Joana Silva alerta ainda para a questão do centralismo, clarificando que em Portugal “temos um turismo normal e natural para a capital; [...] para as segundas cidades, como é o caso do Porto, já não é tão natural e tem de haver um atrativo qualquer”. Refere o caso de Barcelona, Bilbao, Manchester ou Bordéus que apesar de não serem capitais conseguem atrair turismo “porque têm qualquer coisa de especial”. A galerista explica que “a cultura é o parente pobre dos Governos”, mas apesar disso vê com otimismo o futuro desta àrea.

“Há pessoas que preferem ter pósteres em casa, e até têm capacidade aquisitiva”
Na Galeria Serpente encontra-se o mais recente trabalho de Teresa Gil, intitulada Natureza (não) Morta. As pinturas demonstram o “murchamento” da natureza, acompanhadas metaforicamente pela presença humana.
Momentos depois o visitante aperceber se á de que o chilrear que ouve também faz parte da instalação. É neste ambiente surpreendentemente acolhedor que Isabel Cabral, diretora da galeria, diz que gostaria de ver uma maior divulgão da arte para o exterior.
“Há países onde se nota muito o empenhamento em divulgar a sua cultura; nós somos um país pobre e há outras prioridades como é óbvio”. Isabel Cabral considera que a falta de emersão artística dos portugueses é tanto uma questão económica como socio cultural, “há pessoas que preferem ter pósteres em casa, e até têm capacidade aquisitiva”.

A galerista enquadra também esta situação com o panorama educativo português. “Tem havido uma série de cortes a nível do ensino que também vai ter interferência nos resultados finais da preparação que um aluno deve ter. Esta guerra que tem havido entre o Ministério [da Educação] e os professores, não valoriza o ensino” diz Isabel Cabral. A diretora não descarta contudo a importância do trabalho do artista, que lembra ser de cariz extremamente individual. “No caso das artes plásticas o trabalho é muito fechado no seu atelier, [...] depois cada um é que tem de desenvolver o melhor possível o seu trabalho”.

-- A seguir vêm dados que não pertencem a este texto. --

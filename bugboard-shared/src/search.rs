/// Cross-entity search
///
/// A query is matched as a literal, Unicode case-insensitive substring against
/// project titles, issue titles, and user names or emails. Results are
/// concatenated by category: every project hit, then every issue hit, then
/// every user hit. Within a category projects and issues keep their default
/// list ordering and users are sorted by name.

use serde::{Deserialize, Serialize};
use sqlx::SqlitePool;
use tracing::debug;

use crate::listing::Ordering;
use crate::models::issue::{Issue, ISSUE_COLUMNS};
use crate::models::project::{Project, PROJECT_COLUMNS};
use crate::models::user::User;

/// Longest query considered; longer input is cut
pub const MAX_QUERY_CHARS: usize = 64;

/// One search result
#[derive(Debug, Clone, Serialize, Deserialize)]
#[serde(tag = "kind", content = "item", rename_all = "lowercase")]
pub enum SearchHit {
    Project(Project),
    Issue(Issue),
    User(User),
}

/// Trims the query and cuts it to [`MAX_QUERY_CHARS`]; None when nothing is left
pub fn normalize_query(raw: &str) -> Option<String> {
    let trimmed = raw.trim();
    if trimmed.is_empty() {
        return None;
    }
    Some(trimmed.chars().take(MAX_QUERY_CHARS).collect())
}

/// True when `haystack` contains `needle`, ignoring case
///
/// `needle` must already be lowercased. Folding uses Unicode rules, which
/// SQLite's `lower()` does not.
pub fn contains_folded(haystack: &str, needle: &str) -> bool {
    haystack.to_lowercase().contains(needle)
}

/// Searches all entity kinds
///
/// An empty or whitespace-only query returns no results.
pub async fn search(pool: &SqlitePool, raw_query: &str) -> Result<Vec<SearchHit>, sqlx::Error> {
    let Some(query) = normalize_query(raw_query) else {
        return Ok(Vec::new());
    };

    let needle = query.to_lowercase();

    let projects: Vec<Project> = sqlx::query_as::<_, Project>(&format!(
        "SELECT {PROJECT_COLUMNS} FROM projects ORDER BY {}",
        Ordering::project_default().to_sql()
    ))
    .fetch_all(pool)
    .await?
    .into_iter()
    .filter(|p| contains_folded(&p.title, &needle))
    .collect();

    let issues: Vec<Issue> = sqlx::query_as::<_, Issue>(&format!(
        "SELECT {ISSUE_COLUMNS} FROM issues ORDER BY {}",
        Ordering::issue_default().to_sql()
    ))
    .fetch_all(pool)
    .await?
    .into_iter()
    .filter(|i| contains_folded(&i.title, &needle))
    .collect();

    let users = User::search(pool, &query).await?;

    debug!(
        query = %query,
        projects = projects.len(),
        issues = issues.len(),
        users = users.len(),
        "Search completed"
    );

    let mut hits = Vec::with_capacity(projects.len() + issues.len() + users.len());
    hits.extend(projects.into_iter().map(SearchHit::Project));
    hits.extend(issues.into_iter().map(SearchHit::Issue));
    hits.extend(users.into_iter().map(SearchHit::User));

    Ok(hits)
}

#[cfg(test)]
mod tests {
    use super::*;

    #[test]
    fn test_normalize_query() {
        assert_eq!(normalize_query("   "), None);
        assert_eq!(normalize_query(""), None);
        assert_eq!(normalize_query("  Test  ").as_deref(), Some("Test"));

        let long = "é".repeat(100);
        assert_eq!(normalize_query(&long).map(|q| q.chars().count()), Some(MAX_QUERY_CHARS));
    }

    #[test]
    fn test_contains_folded() {
        assert!(contains_folded("Test Project", "test"));
        assert!(contains_folded("Édition spéciale", "édition"));
        assert!(contains_folded("STRASSE ÜBER", "über"));
        assert!(contains_folded("100% done", "0%"));
        assert!(!contains_folded("Other Project", "test project"));
    }

    #[tokio::test]
    async fn test_search_folds_non_ascii_case() {
        use crate::db::memory_pool;
        use crate::models::project::CreateProject;
        use crate::models::user::CreateUser;

        let pool = memory_pool().await.unwrap();
        User::create(&pool, CreateUser::regular("Éloïse", "eloise@example.org", "h"))
            .await
            .unwrap();
        Project::create(
            &pool,
            CreateProject {
                title: "Édition".into(),
                summary: "Print run".into(),
                created_by: "Éloïse".into(),
            },
        )
        .await
        .unwrap();

        let hits = search(&pool, "édition").await.unwrap();
        assert_eq!(hits.len(), 1);
        assert!(matches!(&hits[0], SearchHit::Project(p) if p.title == "Édition"));

        let hits = search(&pool, "ÉLOÏSE").await.unwrap();
        assert_eq!(hits.len(), 1);
        assert!(matches!(&hits[0], SearchHit::User(u) if u.name == "Éloïse"));
    }
}
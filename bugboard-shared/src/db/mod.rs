/// Database layer for Bugboard
///
/// This module provides database connection pooling and migrations.
///
/// # Modules
///
/// - `pool`: SQLite connection pool management with health checks
/// - `migrations`: Embedded migration runner
/// - Models are in the `models` module at crate root level
///
/// # Example
///
/// ```no_run
/// use bugboard_shared::db::pool::{create_pool, DatabaseConfig};
///
/// #[tokio::main]
/// async fn main() -> Result<(), Box<dyn std::error::Error>> {
///     let config = DatabaseConfig {
///         url: std::env::var("BUGBOARD_DATABASE__URL")?,
///         ..Default::default()
///     };
///
///     let pool = create_pool(config).await?;
///     Ok(())
/// }
/// ```

pub mod migrations;
pub mod pool;

/// Opens a fresh in-memory database with every migration applied
///
/// Used by tests across the workspace.
pub async fn memory_pool() -> Result<sqlx::SqlitePool, sqlx::Error> {
    let pool = pool::create_pool(pool::DatabaseConfig::in_memory()).await?;
    migrations::run_migrations(&pool)
        .await
        .map_err(|e| sqlx::Error::Migrate(Box::new(e)))?;
    Ok(pool)
}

Segundo o Instituto Nacional de Estatística num inquérito às “Galerias de Arte e Outros Espaços de Exposições Temporárias”, por cada mil habitantes registaram-se no ano passado 811,2 visitantes. O maior número alguma vez registado em todo o País. Contudo, a Direção Geral das Artes do Ministério da Cultura decidiu  disponibilizar 550.000.00€ para àrea das Artes Plásticas e Fotografia, do montante global disponível (19.450.000.00 €). Verba consideravelmente inferior àquela adquirida pelas outras disciplinas artísticas (Música: 1.880.000.00€; Dança: 1.920.000.00€; Cruzamentos Disciplinares: 3.800.000.00€ e Teatro: 11.300.000.00€).

Uma fonte no Ministério da Cultura diz que se trata de uma questão logística, afirmando que “as infra estruturas e todos os elementos necessários para a realização e exposição de uma galeria de arte têm um custo muito inferior em comparação a tudo o que é preciso reunir para fazer funcionar uma peça de teatro ou um bailado por exemplo.” Quanto à aquisição de obras de arte, o ministério diz já ter estipulado vários protocolos com a Fundação de Serralves e o Museu Coleção Berardo, com a quais se compromete a participar financeiramente.